Complaints having been made as to football being played by women, the Council feel impelled to express their strong opinion that the game of football is quite unsuitable for females and ought not to be encouraged.

Complaints have also been made as to the conditions under which some of these matches have been arranged and played, and the appropriation of receipts to other than charitable objects.

The Council are further of the opinion that an excessive proportion of the receipts are absorbed in expenses and an inadequate percentage devoted to charitable objects.

For these reasons the Council request clubs belonging to the association to refuse the use of their grounds for such matches.  

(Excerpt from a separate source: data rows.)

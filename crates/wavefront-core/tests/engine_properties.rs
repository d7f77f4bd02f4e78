// SPDX-License-Identifier: Apache-2.0
//! Property test: the token engine and the phase executor agree with the
//! sequential baseline for arbitrary small shapes, pass counts, worker
//! counts, and seeds.
#![allow(missing_docs)]
#![allow(clippy::unwrap_used)]

use proptest::prelude::*;
use proptest::test_runner::{Config as PropConfig, RngAlgorithm, TestRng, TestRunner};

use wavefront_core::seeded_grid;

mod common;
use common::{run_engine, run_phases, run_sequential};

#[test]
fn proptest_parallel_lanes_equal_sequential() {
    // Pin a seed for deterministic case generation so failures reproduce
    // across machines and CI.
    const SEED_BYTES: [u8; 32] = [
        0x17, 0, 0, 0, 0, 0, 0, 0, 0, 0, 0, 0, 0, 0, 0, 0, 0, 0, 0, 0, 0, 0, 0, 0, 0, 0, 0, 0, 0,
        0, 0, 0,
    ];

    let rng = TestRng::from_seed(RngAlgorithm::ChaCha, &SEED_BYTES);
    let mut runner = TestRunner::new_with_rng(
        PropConfig {
            cases: 48,
            ..PropConfig::default()
        },
        rng,
    );

    let shape = (3usize..14, 3usize..14, 1u32..6, 1usize..6, any::<u64>());

    runner
        .run(&shape, |(rows, cols, passes, workers, seed)| {
            let seeded = seeded_grid(rows, cols, seed);
            let baseline = run_sequential(&seeded, passes);

            let engine = run_engine(&seeded, passes, workers);
            prop_assert!(
                baseline.bit_eq(&engine),
                "engine diverged: {rows}x{cols} T={passes} P={workers} seed={seed:#x}"
            );

            let phased = run_phases(&seeded, passes, workers);
            prop_assert!(
                baseline.bit_eq(&phased),
                "phase lane diverged: {rows}x{cols} T={passes} P={workers} seed={seed:#x}"
            );
            Ok(())
        })
        .unwrap();
}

It was as easy as that!  The axe had fallen and fifty years of prejudice and exclusion were to follow.  It was probably the biggest sporting injustice of the last century.  Some members of the medical profession also supported the FA, stating that football was a dangerous pursuit for women and could seriously affect their fertility!  Some even thought that a woman's only role in sport was to stand on the sidelines, watch and applaud.

The fact is that women were attracting crowds far in excess of many of the men's games.  The same year that the Dick, Kerr Ladies played in front of 53,000 at Goodison, the biggest crowd at a men's match was 37,545 at  1st division Chelsea, 2nd division West Ham attracted 20,100, division 3 south Millwall 16,650, and division 3 north Stockport 11,050.  The remainder of the new division 3 north and south could only attract crowds of between 2500-9500 and with the Dick, Kerr Ladies regularly attracting crowds in excess of 30,000, it isn't difficult to see why the men felt threatened by the success of the women's game.

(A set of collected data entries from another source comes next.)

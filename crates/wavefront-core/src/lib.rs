// SPDX-License-Identifier: Apache-2.0

//! wavefront-core: three executors for an iterative 2-D stencil relaxation.
//!
//! The harness compares a strictly sequential baseline, a phase-parallel
//! executor that runs the anti-diagonal wavefront schedule with dynamic
//! work distribution, and a token engine: per-row actors connected by
//! single-slot boundary channels, scheduled by a ready-queue/worker-pool
//! runtime, where the wavefront dependency structure is carried entirely
//! by decentralized message passing instead of barriers.
//!
//! All three produce bit-identical grids from identical seeded input; the
//! kernel's floating-point operation order is frozen (see [`relax_row`]).
#![forbid(unsafe_code)]

mod actor;
mod channel;
mod engine;
mod exec;
mod grid;
mod probe;
mod runtime;
mod seed;
mod stencil;

/// Actor identity (arena index).
pub use actor::ActorId;
/// Single-slot dependency edge between adjacent row actors.
pub use channel::{BoundaryChannel, ChannelId};
/// Ready queue, worker parking, quiescence detection.
pub use engine::{Dispatch, Engine};
/// Anti-diagonal phase schedule and its executor.
pub use exec::{phase_count, relax_phase_parallel, wave_phase, WavePhase};
/// Owned and shared grid forms.
pub use grid::{Grid, SharedGrid};
/// Protocol instrumentation hooks.
pub use probe::{NullProbe, Probe};
/// Token-engine driver.
pub use runtime::{relax_token_engine, ConfigError};
/// Deterministic seeding.
pub use seed::{seeded_grid, XorShift64, SEED_SPAN};
/// The 4-point relaxation kernel and sequential baseline.
pub use stencil::{relax_row, relax_row_shared, relax_sequential};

Consequently we have a nation that for generations has been brought up with the belief that football is a man's game, but only because men wanted it that way in order to keep it for themselves.  History does prove it to be otherwise but the glittering legacy of women's football had been conveniently buried and largely forgotten.  For many years British women have had to be content to play football on Sunday and always have their status in question.  If only women's football had been allowed to prosper and grow at the same pace as their male counterparts.  Just imagine where it would be today.

It's going to take a very long time to erode the negative attitudes and lip service given towards the women's game, but at least we can take inspiration from the Dick, Kerr Ladies who never gave in despite all the prejudice they faced.